[Problem description]: The records below are split into lines. How many of those lines contain the string "usize"? Reply with the number only.

[Saved data entries]
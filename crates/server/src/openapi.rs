use utoipa::OpenApi;
use utoipa::ToSchema;

#[derive(ToSchema)]
pub struct HealthResponse { pub status: String }

#[derive(ToSchema)]
pub struct ErrorDoc {
    pub message: String,
    pub detail: Option<String>,
}

#[derive(ToSchema)]
pub struct ItemDoc { pub id: i32, pub title: String, pub image_url: String }

#[derive(ToSchema)]
pub struct PointDoc {
    pub id: i32,
    pub image: String,
    pub name: String,
    pub email: String,
    pub whatsapp: String,
    pub latitude: f64,
    pub longitude: f64,
    pub city: String,
    pub uf: String,
}

#[derive(ToSchema)]
pub struct PointViewDoc {
    pub id: i32,
    pub image: String,
    pub name: String,
    pub email: String,
    pub whatsapp: String,
    pub latitude: f64,
    pub longitude: f64,
    pub city: String,
    pub uf: String,
    pub image_url: String,
}

#[derive(ToSchema)]
pub struct ItemTitleDoc { pub title: String }

#[derive(ToSchema)]
pub struct PointDetailDoc {
    pub point: PointViewDoc,
    pub items: Vec<ItemTitleDoc>,
}

#[derive(ToSchema)]
pub struct CreatePointFormDoc {
    pub name: String,
    pub email: String,
    pub whatsapp: String,
    pub latitude: f64,
    pub longitude: f64,
    pub city: String,
    pub uf: String,
    /// Comma-separated item ids
    pub items: String,
    #[schema(value_type = String, format = Binary)]
    pub image: Vec<u8>,
}

#[derive(OpenApi)]
#[openapi(
    paths(
        crate::routes::health,
        crate::routes::items::list,
        crate::routes::points::list,
        crate::routes::points::show,
        crate::routes::points::create,
    ),
    components(
        schemas(
            HealthResponse,
            ErrorDoc,
            ItemDoc,
            PointDoc,
            PointViewDoc,
            ItemTitleDoc,
            PointDetailDoc,
            CreatePointFormDoc,
        )
    ),
    tags(
        (name = "health"),
        (name = "items"),
        (name = "points")
    )
)]
pub struct ApiDoc;

#[cfg(test)]
mod tests {
    use super::*;

    #[test]
    fn document_lists_all_routes() {
        let doc = ApiDoc::openapi();
        let paths: Vec<&str> = doc.paths.paths.keys().map(String::as_str).collect();
        for p in ["/health", "/items", "/points", "/points/{id}"] {
            assert!(paths.contains(&p), "missing {p}");
        }
    }
}
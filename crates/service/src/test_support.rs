#![cfg(test)]
use sea_orm::DatabaseConnection;
use migration::MigratorTrait;
use models::db::{connect_with_config, DatabaseConfig};

/// Fresh, migrated and seeded in-memory database for the calling test.
pub async fn get_db() -> Result<DatabaseConnection, anyhow::Error> {
    let db = connect_with_config(&DatabaseConfig::in_memory()).await?;
    migration::Migrator::up(&db, None).await?;
    Ok(db)
}
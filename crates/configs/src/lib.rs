use anyhow::Result;
use serde::Deserialize;
use anyhow::anyhow;

#[derive(Debug, Clone, Deserialize, Default)]
pub struct AppConfig {
    #[serde(default)]
    pub server: ServerConfig,
    #[serde(default)]
    pub database: DatabaseConfig,
    #[serde(default)]
    pub uploads: UploadsConfig,
}

#[derive(Debug, Clone, Deserialize)]
pub struct ServerConfig {
    pub host: String,
    pub port: u16,
    #[serde(default)]
    pub worker_threads: Option<usize>,
}

impl Default for ServerConfig {
    fn default() -> Self {
        Self { host: "127.0.0.1".into(), port: 3333, worker_threads: Some(4) }
    }
}

#[derive(Debug, Clone, Deserialize)]
pub struct DatabaseConfig {
    #[serde(default)]
    pub url: String,
    #[serde(default = "default_max_connections")]
    pub max_connections: u32,
    #[serde(default = "default_min_connections")]
    pub min_connections: u32,
    #[serde(default = "default_connect_timeout")]
    pub connect_timeout_secs: u64,
    #[serde(default = "default_idle_timeout")]
    pub idle_timeout_secs: u64,
    #[serde(default = "default_max_lifetime")]
    pub max_lifetime_secs: u64,
    #[serde(default = "default_acquire_timeout")]
    pub acquire_timeout_secs: u64,
    #[serde(default)]
    pub sqlx_logging: bool,
    /// Run pending migrations when the server starts.
    #[serde(default = "default_true")]
    pub run_migrations: bool,
}

impl Default for DatabaseConfig {
    fn default() -> Self {
        Self {
            url: String::new(),
            max_connections: default_max_connections(),
            min_connections: default_min_connections(),
            connect_timeout_secs: default_connect_timeout(),
            idle_timeout_secs: default_idle_timeout(),
            max_lifetime_secs: default_max_lifetime(),
            acquire_timeout_secs: default_acquire_timeout(),
            sqlx_logging: false,
            run_migrations: true,
        }
    }
}

/// Where uploaded images live and how clients reach them.
#[derive(Debug, Clone, Deserialize)]
pub struct UploadsConfig {
    #[serde(default = "default_uploads_dir")]
    pub dir: String,
    /// Public address prefixed to `/uploads/<file>` in responses.
    #[serde(default)]
    pub public_url: String,
    #[serde(default = "default_max_bytes")]
    pub max_bytes: usize,
}

impl Default for UploadsConfig {
    fn default() -> Self {
        Self { dir: default_uploads_dir(), public_url: String::new(), max_bytes: default_max_bytes() }
    }
}

pub const DEFAULT_SQLITE_URL: &str = "sqlite://ecoleta.sqlite?mode=rwc";

fn default_max_connections() -> u32 { 10 }
fn default_min_connections() -> u32 { 2 }
fn default_connect_timeout() -> u64 { 30 }
fn default_idle_timeout() -> u64 { 600 }
fn default_max_lifetime() -> u64 { 3600 }
fn default_acquire_timeout() -> u64 { 30 }
fn default_true() -> bool { true }
fn default_uploads_dir() -> String { "uploads".into() }
fn default_max_bytes() -> usize { 5 * 1024 * 1024 }

pub fn load_default() -> Result<AppConfig> {
    let path = std::env::var("CONFIG_PATH").unwrap_or_else(|_| "config.toml".to_string());
    load_from_file(&path)
}

pub fn load_from_file(path: &str) -> Result<AppConfig> {
    let content = std::fs::read_to_string(path)?;
    load_from_str(&content)
}

pub fn load_from_str(content: &str) -> Result<AppConfig> {
    let cfg: AppConfig = toml::from_str(content)?;
    Ok(cfg)
}

impl AppConfig {
    pub fn load_and_validate() -> Result<Self> {
        let mut cfg = load_default()?;
        cfg.normalize_and_validate()?;
        Ok(cfg)
    }

    /// Config file when present, otherwise defaults filled from env vars.
    pub fn load_or_env() -> Result<Self> {
        let path = std::env::var("CONFIG_PATH").unwrap_or_else(|_| "config.toml".to_string());
        Self::load_file_or_env(&path)
    }

    /// Only a missing file falls back to env; unreadable or malformed files are errors.
    pub fn load_file_or_env(path: &str) -> Result<Self> {
        let mut cfg = match std::fs::read_to_string(path) {
            Ok(content) => load_from_str(&content).map_err(|e| anyhow!("{path} 解析失败: {e}"))?,
            Err(e) if e.kind() == std::io::ErrorKind::NotFound => Self::from_env(),
            Err(e) => return Err(anyhow!("无法读取 {path}: {e}")),
        };
        cfg.normalize_and_validate()?;
        Ok(cfg)
    }

    pub fn from_env() -> Self {
        let mut cfg = Self::default();
        if let Ok(host) = std::env::var("SERVER_HOST") {
            cfg.server.host = host;
        }
        if let Some(port) = std::env::var("SERVER_PORT").ok().and_then(|p| p.parse::<u16>().ok()) {
            cfg.server.port = port;
        }
        if let Ok(dir) = std::env::var("UPLOADS_DIR") {
            cfg.uploads.dir = dir;
        }
        // 无配置文件时回退到本地 sqlite
        cfg.database.url = std::env::var("DATABASE_URL").unwrap_or_else(|_| DEFAULT_SQLITE_URL.to_string());
        cfg
    }

    pub fn normalize_and_validate(&mut self) -> Result<()> {
        // 归一化 server
        self.server.normalize()?;
        // 归一化 database（支持从环境变量填充 URL）
        self.database.normalize_from_env();
        self.database.validate()?;
        let (host, port) = (self.server.host.clone(), self.server.port);
        self.uploads.normalize(&host, port)?;
        Ok(())
    }
}

impl ServerConfig {
    fn normalize(&mut self) -> Result<()> {
        if self.host.trim().is_empty() {
            self.host = "127.0.0.1".to_string();
        }
        if self.port == 0 {
            return Err(anyhow!("server.port 必须在 1..=65535 范围内"));
        }
        if let Some(w) = self.worker_threads {
            if w == 0 { self.worker_threads = Some(4); }
        } else {
            self.worker_threads = Some(4);
        }
        Ok(())
    }
}

impl DatabaseConfig {
    pub fn normalize_from_env(&mut self) {
        // 若 TOML 中未提供 URL，则尝试从环境变量填充
        if self.url.trim().is_empty() {
            if let Ok(url) = std::env::var("DATABASE_URL") {
                self.url = url;
            }
        }
    }

    pub fn validate(&self) -> Result<()> {
        if self.url.trim().is_empty() {
            return Err(anyhow!("database.url 为空；请在 config.toml 或环境变量 DATABASE_URL 中提供"));
        }
        let lower = self.url.to_lowercase();
        if !(lower.starts_with("postgresql://") || lower.starts_with("postgres://") || lower.starts_with("sqlite:")) {
            return Err(anyhow!("database.url 必须以 postgresql://、postgres:// 或 sqlite: 开头"));
        }
        if self.min_connections == 0 {
            return Err(anyhow!("database.min_connections 必须 >= 1"));
        }
        if self.max_connections < self.min_connections {
            return Err(anyhow!("database.max_connections 必须 >= min_connections"));
        }
        if self.connect_timeout_secs == 0 || self.acquire_timeout_secs == 0 {
            return Err(anyhow!("database 超时配置必须为正整数秒"));
        }
        Ok(())
    }
}

impl UploadsConfig {
    fn normalize(&mut self, host: &str, port: u16) -> Result<()> {
        self.resolve(host, port, std::env::var("PUBLIC_URL").ok())
    }

    fn resolve(&mut self, host: &str, port: u16, env_public_url: Option<String>) -> Result<()> {
        if self.dir.trim().is_empty() {
            self.dir = default_uploads_dir();
        }
        if self.public_url.trim().is_empty() {
            self.public_url = match env_public_url.filter(|u| !u.trim().is_empty()) {
                Some(url) => url,
                // 通配地址无法被客户端访问，不能拼进 image_url
                None if is_wildcard_host(host) => {
                    return Err(anyhow!("server.host 为 {host} 时必须设置 uploads.public_url 或 PUBLIC_URL"));
                }
                None => format!("http://{}:{}", host, port),
            };
        }
        let lower = self.public_url.to_lowercase();
        if !(lower.starts_with("http://") || lower.starts_with("https://")) {
            return Err(anyhow!("uploads.public_url 必须以 http:// 或 https:// 开头"));
        }
        self.public_url = self.public_url.trim_end_matches('/').to_string();
        if self.max_bytes == 0 {
            self.max_bytes = default_max_bytes();
        }
        Ok(())
    }
}

fn is_wildcard_host(host: &str) -> bool {
    matches!(host.trim().trim_start_matches('[').trim_end_matches(']'), "0.0.0.0" | "::" | "0:0:0:0:0:0:0:0")
}

#[cfg(test)]
mod tests {
    use super::*;

    #[test]
    fn parses_full_file() {
        let cfg = load_from_str(
            r#"
            [server]
            host = "0.0.0.0"
            port = 3333
            worker_threads = 2

            [database]
            url = "sqlite::memory:"
            min_connections = 1
            max_connections = 1

            [uploads]
            dir = "data/uploads"
            public_url = "http://192.168.1.17:3333/"
            "#,
        )
        .unwrap();
        let mut cfg = cfg;
        cfg.normalize_and_validate().unwrap();
        assert_eq!(cfg.server.worker_threads, Some(2));
        assert_eq!(cfg.uploads.dir, "data/uploads");
        assert_eq!(cfg.uploads.public_url, "http://192.168.1.17:3333");
        assert!(cfg.database.run_migrations);
    }

    #[test]
    fn rejects_unknown_database_scheme() {
        let mut cfg = load_from_str("[database]\nurl = \"mysql://localhost/ecoleta\"\n").unwrap();
        assert!(cfg.normalize_and_validate().is_err());
    }

    #[test]
    fn rejects_inverted_pool_bounds() {
        let db = DatabaseConfig {
            url: "postgres://localhost/ecoleta".into(),
            min_connections: 5,
            max_connections: 2,
            ..DatabaseConfig::default()
        };
        assert!(db.validate().is_err());
    }

    #[test]
    fn zero_worker_threads_falls_back() {
        let mut server = ServerConfig { worker_threads: Some(0), ..ServerConfig::default() };
        server.normalize().unwrap();
        assert_eq!(server.worker_threads, Some(4));
    }

    #[test]
    fn rejects_non_http_public_url() {
        let mut uploads = UploadsConfig { public_url: "ftp://files".into(), ..UploadsConfig::default() };
        assert!(uploads.normalize("127.0.0.1", 3333).is_err());
    }

    #[test]
    fn malformed_file_is_an_error_not_a_fallback() {
        let path = std::env::temp_dir().join(format!("ecoleta-config-{}.toml", std::process::id()));
        std::fs::write(&path, "[server]\nhost = \"127.0.0.1\"\nport = \"x\"\n").unwrap();
        let err = AppConfig::load_file_or_env(&path.to_string_lossy()).unwrap_err();
        assert!(err.to_string().contains("解析失败"), "{err}");
        std::fs::remove_file(&path).ok();
    }

    #[test]
    fn missing_file_falls_back_to_env_defaults() {
        let path = std::env::temp_dir().join(format!("ecoleta-missing-{}.toml", std::process::id()));
        let cfg = AppConfig::load_file_or_env(&path.to_string_lossy()).unwrap();
        assert!(!cfg.database.url.is_empty());
        assert!(cfg.uploads.public_url.starts_with("http"));
    }

    #[test]
    fn wildcard_host_requires_public_url() {
        let mut uploads = UploadsConfig::default();
        assert!(uploads.resolve("0.0.0.0", 3333, None).is_err());
        assert!(UploadsConfig::default().resolve("[::]", 3333, None).is_err());

        let mut uploads_with_env = UploadsConfig::default();
        uploads_with_env.resolve("0.0.0.0", 3333, Some("http://192.168.1.17:3333/".into())).unwrap();
        assert_eq!(uploads_with_env.public_url, "http://192.168.1.17:3333");

        let mut local = UploadsConfig::default();
        local.resolve("127.0.0.1", 3333, None).unwrap();
        assert_eq!(local.public_url, "http://127.0.0.1:3333");
    }
}
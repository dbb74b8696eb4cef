use sea_orm::{entity::prelude::*, JoinType, QueryOrder, QuerySelect};
use serde::{Deserialize, Serialize};

use crate::{errors, point_item};

/// Recyclable material category. Seeded by migration, read-only afterwards.
#[derive(Clone, Debug, PartialEq, Eq, DeriveEntityModel, Serialize, Deserialize)]
#[sea_orm(table_name = "items")]
pub struct Model {
    #[sea_orm(primary_key)]
    pub id: i32,
    pub title: String,
    pub image: String,
}

#[derive(Copy, Clone, Debug, EnumIter)]
pub enum Relation { PointItem }

impl RelationTrait for Relation {
    fn def(&self) -> RelationDef {
        match self {
            Relation::PointItem => Entity::has_many(point_item::Entity).into(),
        }
    }
}

impl Related<point_item::Entity> for Entity {
    fn to() -> RelationDef { Relation::PointItem.def() }
}

impl ActiveModelBehavior for ActiveModel {}

pub async fn list_all<C: ConnectionTrait>(conn: &C) -> Result<Vec<Model>, errors::ModelError> {
    Entity::find()
        .order_by_asc(Column::Id)
        .all(conn)
        .await
        .map_err(|e| errors::ModelError::Db(e.to_string()))
}

/// Titles of the items linked to `point_id`, in item id order.
pub async fn titles_for_point<C: ConnectionTrait>(conn: &C, point_id: i32) -> Result<Vec<String>, errors::ModelError> {
    let rows = Entity::find()
        .join(JoinType::InnerJoin, Relation::PointItem.def())
        .filter(point_item::Column::PointId.eq(point_id))
        .order_by_asc(Column::Id)
        .all(conn)
        .await
        .map_err(|e| errors::ModelError::Db(e.to_string()))?;
    Ok(rows.into_iter().map(|m| m.title).collect())
}
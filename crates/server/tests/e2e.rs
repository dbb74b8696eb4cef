use std::net::SocketAddr;
use std::path::{Path, PathBuf};

use axum::Router;
use migration::MigratorTrait;
use models::db::{connect_with_config, DatabaseConfig};
use reqwest::multipart::{Form, Part};
use reqwest::StatusCode as HttpStatusCode;
use serde_json::Value;
use service::image_url::ImageUrls;
use tokio::net::TcpListener;
use tokio::sync::oneshot;
use tokio::task::JoinHandle;
use uuid::Uuid;

use server::routes::{self, ServerState};
use server::startup::{build_cors, serve};

struct TestApp {
    base_url: String,
    uploads_dir: PathBuf,
    shutdown: oneshot::Sender<()>,
    server: JoinHandle<anyhow::Result<()>>,
}

async fn start_server() -> anyhow::Result<TestApp> {
    // 每个测试独立的内存数据库与上传目录
    let db = connect_with_config(&DatabaseConfig::in_memory()).await?;
    migration::Migrator::up(&db, None).await?;

    let uploads_dir = std::env::temp_dir().join(format!("ecoleta-e2e-{}", Uuid::new_v4()));
    common::env::ensure_uploads_dir(&uploads_dir).await?;

    let listener = TcpListener::bind((std::net::Ipv4Addr::LOCALHOST, 0)).await?;
    let addr: SocketAddr = listener.local_addr()?;
    let base_url = format!("http://{}:{}", addr.ip(), addr.port());

    let state = ServerState::new(db, ImageUrls::new(base_url.clone()), &uploads_dir);
    let app: Router = routes::build_router(state, build_cors(), 1024 * 1024);

    let (shutdown, rx) = oneshot::channel::<()>();
    let server = tokio::spawn(serve(listener, app, async move {
        let _ = rx.await;
    }));

    Ok(TestApp { base_url, uploads_dir, shutdown, server })
}

fn client() -> reqwest::Client {
    reqwest::Client::new()
}

fn point_form(name: &str, city: &str, uf: &str, items: &str) -> anyhow::Result<Form> {
    let image = Part::bytes(b"\xff\xd8\xff\xe0fake-jpeg".to_vec())
        .file_name("photo.jpg")
        .mime_str("image/jpeg")?;
    Ok(Form::new()
        .text("name", name.to_string())
        .text("email", "contato@ecoponto.com")
        .text("whatsapp", "41999990000")
        .text("latitude", "-25.4284")
        .text("longitude", "-49.2733")
        .text("city", city.to_string())
        .text("uf", uf.to_string())
        .text("items", items.to_string())
        .part("image", image))
}

/// Stored point images, i.e. everything except the bundled item icons.
async fn uploads_in(dir: &Path) -> anyhow::Result<usize> {
    let icons: Vec<&str> = common::env::ITEM_ASSETS.iter().map(|(name, _)| *name).collect();
    let mut entries = tokio::fs::read_dir(dir).await?;
    let mut n = 0;
    while let Some(entry) = entries.next_entry().await? {
        if !icons.contains(&entry.file_name().to_string_lossy().as_ref()) {
            n += 1;
        }
    }
    Ok(n)
}

#[tokio::test]
async fn e2e_public_health() -> anyhow::Result<()> {
    let app = start_server().await?;
    let res = client().get(format!("{}/health", app.base_url)).send().await?;
    assert_eq!(res.status(), HttpStatusCode::OK);
    let body = res.json::<Value>().await?;
    assert_eq!(body["status"], "ok");
    Ok(())
}

#[tokio::test]
async fn e2e_items_catalog() -> anyhow::Result<()> {
    let app = start_server().await?;
    let res = client().get(format!("{}/items", app.base_url)).send().await?;
    assert_eq!(res.status(), HttpStatusCode::OK);
    let items = res.json::<Vec<Value>>().await?;
    assert_eq!(items.len(), 6);
    assert_eq!(items[0]["id"], 1);
    assert_eq!(items[0]["title"], "Lâmpadas");
    assert_eq!(items[0]["image_url"], format!("{}/uploads/lampadas.svg", app.base_url));

    // 每个 item 的图标都能通过 image_url 取到
    for item in &items {
        let url = item["image_url"].as_str().expect("image_url");
        let icon = client().get(url).send().await?;
        assert_eq!(icon.status(), HttpStatusCode::OK, "{url}");
        assert!(icon.text().await?.starts_with("<svg"), "{url}");
    }
    Ok(())
}

#[tokio::test]
async fn e2e_create_then_list_and_show() -> anyhow::Result<()> {
    let app = start_server().await?;
    let c = client();

    let res = c
        .post(format!("{}/points", app.base_url))
        .multipart(point_form("EcoPonto A", "Curitiba", "PR", "1,2")?)
        .send()
        .await?;
    assert_eq!(res.status(), HttpStatusCode::OK);
    let created = res.json::<Value>().await?;
    let id = created["id"].as_i64().expect("assigned id");
    let image = created["image"].as_str().expect("stored image").to_string();
    assert!(image.ends_with("-photo.jpg"));
    assert_eq!(created["name"], "EcoPonto A");
    assert_eq!(created["latitude"], -25.4284);

    // 列表：按城市、州与 item 过滤
    let listed = c
        .get(format!("{}/points", app.base_url))
        .query(&[("city", "Curitiba"), ("uf", "PR"), ("items", "2")])
        .send()
        .await?
        .json::<Vec<Value>>()
        .await?;
    assert_eq!(listed.len(), 1);
    assert_eq!(listed[0]["id"], id);
    let image_url = listed[0]["image_url"].as_str().expect("image_url").to_string();
    assert_eq!(image_url, format!("{}/uploads/{}", app.base_url, image));

    let detail = c.get(format!("{}/points/{}", app.base_url, id)).send().await?;
    assert_eq!(detail.status(), HttpStatusCode::OK);
    let detail = detail.json::<Value>().await?;
    assert_eq!(detail["point"]["id"], id);
    assert_eq!(detail["point"]["image_url"], image_url.as_str());
    assert_eq!(
        detail["items"],
        serde_json::json!([{"title": "Lâmpadas"}, {"title": "Pilhas e Baterias"}])
    );

    // 上传的图片可通过 image_url 访问
    let file = c.get(&image_url).send().await?;
    assert_eq!(file.status(), HttpStatusCode::OK);
    assert_eq!(file.bytes().await?.as_ref(), b"\xff\xd8\xff\xe0fake-jpeg");
    Ok(())
}

#[tokio::test]
async fn e2e_list_is_distinct_and_filtered() -> anyhow::Result<()> {
    let app = start_server().await?;
    let c = client();
    for (name, city, uf, items) in [("A", "Curitiba", "PR", "1,2,3"), ("B", "Curitiba", "SC", "1"), ("C", "Curitiba", "PR", "5")] {
        let res = c.post(format!("{}/points", app.base_url)).multipart(point_form(name, city, uf, items)?).send().await?;
        assert_eq!(res.status(), HttpStatusCode::OK);
    }

    let listed = c
        .get(format!("{}/points?city=Curitiba&uf=PR&items=1,2,3", app.base_url))
        .send()
        .await?
        .json::<Vec<Value>>()
        .await?;
    assert_eq!(listed.len(), 1);
    assert_eq!(listed[0]["name"], "A");

    let none = c
        .get(format!("{}/points?city=Curitiba&uf=PR", app.base_url))
        .send()
        .await?;
    assert_eq!(none.status(), HttpStatusCode::OK);
    assert_eq!(none.json::<Vec<Value>>().await?.len(), 0);
    Ok(())
}

#[tokio::test]
async fn e2e_show_missing_point() -> anyhow::Result<()> {
    let app = start_server().await?;
    for id in ["12345", "abc"] {
        let res = client().get(format!("{}/points/{}", app.base_url, id)).send().await?;
        assert_eq!(res.status(), HttpStatusCode::BAD_REQUEST);
        let body = res.json::<Value>().await?;
        assert_eq!(body, serde_json::json!({"message": "Point not found"}));
    }
    Ok(())
}

#[tokio::test]
async fn e2e_failed_create_leaves_nothing_behind() -> anyhow::Result<()> {
    let app = start_server().await?;
    let c = client();

    let res = c
        .post(format!("{}/points", app.base_url))
        .multipart(point_form("Ghost", "Curitiba", "PR", "1,999")?)
        .send()
        .await?;
    assert_eq!(res.status(), HttpStatusCode::INTERNAL_SERVER_ERROR);
    let body = res.json::<Value>().await?;
    assert_eq!(body["message"], "Create Failed");

    let listed = c
        .get(format!("{}/points?city=Curitiba&uf=PR&items=1", app.base_url))
        .send()
        .await?
        .json::<Vec<Value>>()
        .await?;
    assert!(listed.is_empty());
    assert_eq!(uploads_in(&app.uploads_dir).await?, 0);

    let res = c
        .post(format!("{}/points", app.base_url))
        .multipart(point_form("Ghost", "Curitiba", "PR", "1,abc")?)
        .send()
        .await?;
    assert_eq!(res.status(), HttpStatusCode::INTERNAL_SERVER_ERROR);

    // 失败不影响后续创建
    let res = c
        .post(format!("{}/points", app.base_url))
        .multipart(point_form("Real", "Curitiba", "PR", "1")?)
        .send()
        .await?;
    assert_eq!(res.status(), HttpStatusCode::OK);
    let detail = c.get(format!("{}/points/{}", app.base_url, res.json::<Value>().await?["id"])).send().await?;
    assert_eq!(detail.status(), HttpStatusCode::OK);
    Ok(())
}

#[tokio::test]
async fn e2e_create_rejects_malformed_form() -> anyhow::Result<()> {
    let app = start_server().await?;
    let c = client();

    let no_image = Form::new().text("name", "A").text("items", "1");
    let res = c.post(format!("{}/points", app.base_url)).multipart(no_image).send().await?;
    assert_eq!(res.status(), HttpStatusCode::BAD_REQUEST);
    assert_eq!(res.json::<Value>().await?["message"], "image is required");

    let bad_latitude = point_form("A", "Curitiba", "PR", "1")?.text("latitude", "north");
    let res = c.post(format!("{}/points", app.base_url)).multipart(bad_latitude).send().await?;
    assert_eq!(res.status(), HttpStatusCode::BAD_REQUEST);
    assert_eq!(uploads_in(&app.uploads_dir).await?, 0);
    Ok(())
}

#[tokio::test]
async fn e2e_shutdown_signal_stops_server() -> anyhow::Result<()> {
    let app = start_server().await?;
    let res = client().get(format!("{}/health", app.base_url)).send().await?;
    assert_eq!(res.status(), HttpStatusCode::OK);
    assert_eq!(res.json::<Value>().await?["status"], "ok");

    let _ = app.shutdown.send(());
    let stopped = tokio::time::timeout(std::time::Duration::from_secs(5), app.server).await?;
    stopped??;

    assert!(client().get(format!("{}/health", app.base_url)).send().await.is_err());
    Ok(())
}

[Answer area]: 4